Work required:
Exact reproduction required: the lines below from the line with "let (offer, taken) = Offer::new(msg);" to the line with "let status = self", both ends included, and no others.

----- Records for this task

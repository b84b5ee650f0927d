//! Subscriber facade: mounts push handlers and exposes their messages.

use std::sync::atomic::{AtomicBool, Ordering};
use std::sync::Arc;

use futures::Stream;
use tokio::sync::mpsc;
use tokio_util::sync::CancellationToken;

use crate::error::{Result, SubscriberError};
use crate::handler::{Offer, PushHandler, PROVIDER};
use crate::message::Message;
use crate::registry::OutputRegistry;
use crate::unmarshal::{unmarshal_push_message, UnmarshalMessage};

/// Callback mounting `handler` at `route` on the caller's HTTP router.
pub type RegisterHttpHandler = Arc<dyn Fn(&str, PushHandler) + Send + Sync>;

/// Configuration for a [`Subscriber`].
#[derive(Clone, Default)]
pub struct SubscriberConfig {
    /// Mounts the push handler of each subscription. Required.
    pub register_http_handler: Option<RegisterHttpHandler>,

    /// Turns requests into messages.
    /// Default: [`unmarshal_push_message`]
    pub unmarshal_message: Option<Arc<dyn UnmarshalMessage>>,
}

impl SubscriberConfig {
    /// Create a configuration that mounts handlers through `register`.
    pub fn new<F>(register: F) -> Self
    where
        F: Fn(&str, PushHandler) + Send + Sync + 'static,
    {
        Self {
            register_http_handler: Some(Arc::new(register)),
            unmarshal_message: None,
        }
    }

    /// Replace the default push envelope decoding.
    pub fn with_unmarshaler(mut self, unmarshaler: impl UnmarshalMessage + 'static) -> Self {
        self.unmarshal_message = Some(Arc::new(unmarshaler));
        self
    }
}

impl std::fmt::Debug for SubscriberConfig {
    fn fmt(&self, f: &mut std::fmt::Formatter<'_>) -> std::fmt::Result {
        f.debug_struct("SubscriberConfig")
            .field("register_http_handler", &self.register_http_handler.is_some())
            .field("unmarshal_message", &self.unmarshal_message.is_some())
            .finish()
    }
}

/// Receives Pub/Sub push deliveries as messages.
///
/// Every [`subscribe`](Subscriber::subscribe) call mounts an HTTP handler at
/// a route and returns the [`Messages`] fed by it. The HTTP request of each
/// delivery stays open until the consumer acks (200) or nacks (500) the
/// message.
///
/// # Example
///
/// ```no_run
/// use push_subscriber::{PushServer, ServerConfig, Subscriber, SubscriberConfig};
/// use tokio_util::sync::CancellationToken;
///
/// #[tokio::main]
/// async fn main() -> Result<(), Box<dyn std::error::Error>> {
///     let server = PushServer::bind(ServerConfig::default()).await?;
///     let subscriber = Subscriber::new(SubscriberConfig {
///         register_http_handler: Some(server.register_http_handler()),
///         ..Default::default()
///     })?;
///
///     let mut messages = subscriber.subscribe(CancellationToken::new(), "orders")?;
///     while let Some(msg) = messages.recv().await {
///         println!("{}: {:?}", msg.uuid, msg.payload);
///         msg.ack();
///     }
///     Ok(())
/// }
/// ```
pub struct Subscriber {
    register_http_handler: RegisterHttpHandler,
    unmarshaler: Arc<dyn UnmarshalMessage>,
    outputs: OutputRegistry,
    closed: AtomicBool,
}

impl Subscriber {
    /// Create a subscriber, failing if no registration callback is configured.
    pub fn new(config: SubscriberConfig) -> Result<Self> {
        let register_http_handler = config
            .register_http_handler
            .ok_or(SubscriberError::MissingRegisterHttpHandler)?;
        let unmarshaler = config
            .unmarshal_message
            .unwrap_or_else(|| Arc::new(unmarshal_push_message) as Arc<dyn UnmarshalMessage>);

        Ok(Self {
            register_http_handler,
            unmarshaler,
            outputs: OutputRegistry::new(),
            closed: AtomicBool::new(false),
        })
    }

    /// Mount a push handler at `route` and return its messages.
    ///
    /// A leading `/` is added to `route` when missing. Every message context
    /// is a child of `ctx`. Each call gets its own channel, so messages of
    /// different routes never mix.
    pub fn subscribe(&self, ctx: CancellationToken, route: &str) -> Result<Messages> {
        if self.is_closed() {
            return Err(SubscriberError::Closed);
        }

        let route = if route.starts_with('/') {
            route.to_string()
        } else {
            format!("/{route}")
        };

        // Carries offers only; a handler is done sending once its message is taken.
        let (tx, rx) = mpsc::channel(1);
        let closed = self.outputs.register(&route);

        let handler = PushHandler::new(
            route.clone(),
            self.unmarshaler.clone(),
            tx,
            ctx,
            closed.clone(),
        );
        (self.register_http_handler)(&route, handler);
        tracing::debug!(route = %route, provider = PROVIDER, "Subscribed");

        Ok(Messages {
            route,
            receiver: rx,
            closed,
        })
    }

    /// Close every output channel. Subsequent calls do nothing.
    pub fn close(&self) {
        if self.closed.swap(true, Ordering::SeqCst) {
            return;
        }
        let count = self.outputs.drain();
        tracing::debug!(provider = PROVIDER, channels = count, "Subscriber closed");
    }

    pub fn is_closed(&self) -> bool {
        self.closed.load(Ordering::SeqCst)
    }
}

impl Drop for Subscriber {
    fn drop(&mut self) {
        self.close();
    }
}

/// Messages delivered to one subscribed route.
///
/// Ends (`recv` returns `None`) once the subscriber is closed.
pub struct Messages {
    route: String,
    receiver: mpsc::Receiver<Offer>,
    closed: CancellationToken,
}
//! Per-request bridge between a push delivery and an output channel.

use std::sync::{Arc, Mutex, MutexGuard, PoisonError};

use tokio::sync::{mpsc, oneshot};
use tokio_util::sync::CancellationToken;
use uuid::Uuid;
use warp::http::StatusCode;

use crate::message::{Acknowledgment, Message};
use crate::unmarshal::{PushRequest, UnmarshalMessage};

pub(crate) const PROVIDER: &str = "googlecloud_http";

type OfferSlot = Arc<Mutex<Option<(Message, oneshot::Sender<()>)>>>;

/// A message waiting on a route's channel for its consumer.
///
/// The hand-off is complete only once the consumer takes the message out.
/// Until then the handler can reclaim it and the consumer finds the offer
/// empty.
#[derive(Clone)]
pub(crate) struct Offer {
    slot: OfferSlot,
}

impl Offer {
    fn new(msg: Message) -> (Self, oneshot::Receiver<()>) {
        let (taken_tx, taken_rx) = oneshot::channel();
        let offer = Self {
            slot: Arc::new(Mutex::new(Some((msg, taken_tx)))),
        };
        (offer, taken_rx)
    }

    /// Take the offered message, `None` if the handler got it back first.
    pub(crate) fn take(&self) -> Option<Message> {
        let (msg, taken) = self.lock().take()?;
        let _ = taken.send(());
        Some(msg)
    }

    fn reclaim(&self) -> Option<Message> {
        self.lock().take().map(|(msg, _)| msg)
    }

    fn lock(&self) -> MutexGuard<'_, Option<(Message, oneshot::Sender<()>)>> {
        self.slot.lock().unwrap_or_else(PoisonError::into_inner)
    }
}

/// Armed while a request waits on its consumer. If the HTTP layer drops the
/// handler future first, the message is withdrawn and the missing
/// acknowledgment is logged.
struct PendingAnswer<'a> {
    route: &'a str,
    message_uuid: &'a str,
    offer: &'a Offer,
    answered: bool,
}

impl Drop for PendingAnswer<'_> {
    fn drop(&mut self) {
        if self.answered {
            return;
        }
        self.offer.reclaim();
        tracing::info!(
            route = self.route,
            provider = PROVIDER,
            message_uuid = %self.message_uuid,
            "Request stopped without ACK received"
        );
    }
}

/// HTTP handler for one subscribed route.
///
/// Each call to [`handle`](PushHandler::handle) decodes the request, hands
/// the message to the consumer of the route's channel and waits for the
/// consumer's decision:
///
/// | outcome                                   | status |
/// |-------------------------------------------|--------|
/// | request body cannot be decoded            | 400    |
/// | message acked                             | 200    |
/// | message nacked                            | 500    |
/// | message dropped without a decision        | 500    |
/// | subscriber closed before delivery         | 500    |
/// | request finished before a decision        | 500    |
///
/// There is no timeout: an unsettled message keeps the request open until
/// the HTTP layer gives up on it.
#[derive(Clone)]
pub struct PushHandler {
    inner: Arc<HandlerInner>,
}

struct HandlerInner {
    route: String,
    unmarshaler: Arc<dyn UnmarshalMessage>,
    output: mpsc::Sender<Offer>,
    /// Parent of every message context handed out on this route
    base_context: CancellationToken,
    /// Cancelled when the subscriber closes the output channel
    closed: CancellationToken,
}

impl PushHandler {
    pub(crate) fn new(
        route: String,
        unmarshaler: Arc<dyn UnmarshalMessage>,
        output: mpsc::Sender<Offer>,
        base_context: CancellationToken,
        closed: CancellationToken,
    ) -> Self {
        Self {
            inner: Arc::new(HandlerInner {
                route,
                unmarshaler,
                output,
                base_context,
                closed,
            }),
        }
    }

    /// The route this handler was registered for.
    pub fn route(&self) -> &str {
        &self.inner.route
    }

    /// Handle one push delivery and return the status to answer it with.
    ///
    /// `request_done` must be cancelled when the inbound request is gone,
    /// either because the client disconnected or the server is shutting down.
    /// Dropping the returned future has the same effect.
    pub async fn handle(&self, request: PushRequest, request_done: CancellationToken) -> StatusCode {
        let route = self.inner.route.as_str();

        let mut msg = match self.inner.unmarshaler.unmarshal(&request) {
            Ok(Some(msg)) => msg,
            Ok(None) => {
                tracing::info!(route, provider = PROVIDER, "No message returned by unmarshaler");
                return StatusCode::BAD_REQUEST;
            }
            Err(err) => {
                tracing::info!(route, provider = PROVIDER, error = %err, "Cannot unmarshal message");
                return StatusCode::BAD_REQUEST;
            }
        };

        if msg.uuid.is_empty() {
            msg.uuid = Uuid::new_v4().to_string();
        }
        let message_uuid = msg.uuid.clone();

        let context = self.inner.base_context.child_token();
        msg.set_context(context.clone());
        let _context_guard = context.drop_guard();

        let settled = msg.watch();
        let (offer, taken) = Offer::new(msg);

        let mut pending = PendingAnswer {
            route,
            message_uuid: &message_uuid,
            offer: &offer,
            answered: false,
        };
        let status = self
            .deliver(&offer, taken, settled, &request_done, &message_uuid)
            .await;
        pending.answered = true;
        status
    }

    async fn deliver(
        &self,
        offer: &Offer,
        taken: oneshot::Receiver<()>,
        settled: oneshot::Receiver<Acknowledgment>,
        request_done: &CancellationToken,
        message_uuid: &str,
    ) -> StatusCode {
        let inner = &self.inner;
        let route = inner.route.as_str();

        tracing::trace!(route, provider = PROVIDER, message_uuid, "Sending msg");
        let handed_off = tokio::select! {
            biased;
            _ = inner.closed.cancelled() => Err("Subscriber closed before message was delivered"),
            _ = request_done.cancelled() => Err("Request stopped before message was delivered"),
            _ = inner.output.closed() => Err("Output channel has no consumer"),
            handed_off = async {
                inner
                    .output
                    .send(offer.clone())
                    .await
                    .map_err(|_| "Output channel has no consumer")?;
                let _ = taken.await;
                Ok::<(), &'static str>(())
            } => handed_off,
        };

        if let Err(reason) = handed_off {
            // A consumer that took the message first owns it; wait for its decision.
            if offer.reclaim().is_some() {
                tracing::info!(route, provider = PROVIDER, message_uuid, "{reason}");
                return StatusCode::INTERNAL_SERVER_ERROR;
            }
        }

        tracing::trace!(route, provider = PROVIDER, message_uuid, "Waiting for ACK");
        tokio::select! {
            biased;
            decision = settled => match decision {
                Ok(Acknowledgment::Acked) => {
                    tracing::trace!(route, provider = PROVIDER, message_uuid, "Message acknowledged");
                    StatusCode::OK
                }
                Ok(Acknowledgment::Nacked) => {
                    tracing::info!(route, provider = PROVIDER, message_uuid, "Message nacked");
                    StatusCode::INTERNAL_SERVER_ERROR
                }
                Err(_) => {
                    tracing::info!(route, provider = PROVIDER, message_uuid, "Message dropped without ACK");
                    StatusCode::INTERNAL_SERVER_ERROR
                }
            },
            _ = request_done.cancelled() => {
                tracing::info!(route, provider = PROVIDER, message_uuid, "Request stopped without ACK received");
                StatusCode::INTERNAL_SERVER_ERROR
            }
        }
    }
}

impl std::fmt::Debug for PushHandler {
    fn fmt(&self, f: &mut std::fmt::Formatter<'_>) -> std::fmt::Result {
        f.debug_struct("PushHandler")
            .field("route", &self.inner.route)
            .finish()
    }
}
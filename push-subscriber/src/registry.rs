//! Registry of open output channels.
//!
//! Every successful subscription registers the close signal of its output
//! channel here so that closing the subscriber can terminate all of them
//! at once.

use std::sync::{Mutex, PoisonError};

use tokio_util::sync::CancellationToken;

/// One registered output channel.
#[derive(Debug)]
struct OutputChannel {
    route: String,
    closed: CancellationToken,
}

/// Tracks the output channels created by a subscriber.
///
/// Channels are only ever appended while the subscriber is open and are all
/// closed together by [`drain`](OutputRegistry::drain).
#[derive(Debug, Default)]
pub(crate) struct OutputRegistry {
    channels: Mutex<Vec<OutputChannel>>,
}

impl OutputRegistry {
    pub(crate) fn new() -> Self {
        Self::default()
    }

    /// Register a new output channel for `route`.
    ///
    /// Returns the token that signals the channel has been closed.
    pub(crate) fn register(&self, route: &str) -> CancellationToken {
        let closed = CancellationToken::new();
        self.lock().push(OutputChannel {
            route: route.to_string(),
            closed: closed.clone(),
        });
        closed
    }

    /// Close every registered channel and forget about them.
    ///
    /// Returns how many channels were closed.
    pub(crate) fn drain(&self) -> usize {
        let channels = std::mem::take(&mut *self.lock());
        for channel in &channels {
            tracing::debug!(route = %channel.route, "Closing output channel");
            channel.closed.cancel();
        }
        channels.len()
    }

    #[cfg(test)]
    pub(crate) fn len(&self) -> usize {
        self.lock().len()
    }

    fn lock(&self) -> std::sync::MutexGuard<'_, Vec<OutputChannel>> {
        self.channels.lock().unwrap_or_else(PoisonError::into_inner)
    }
}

----------

Your solution:
        let (offer, taken) = Offer::new(msg);

        let mut pending = PendingAnswer {
            route,
            message_uuid: &message_uuid,
            offer: &offer,
            answered: false,
        };
        let status = self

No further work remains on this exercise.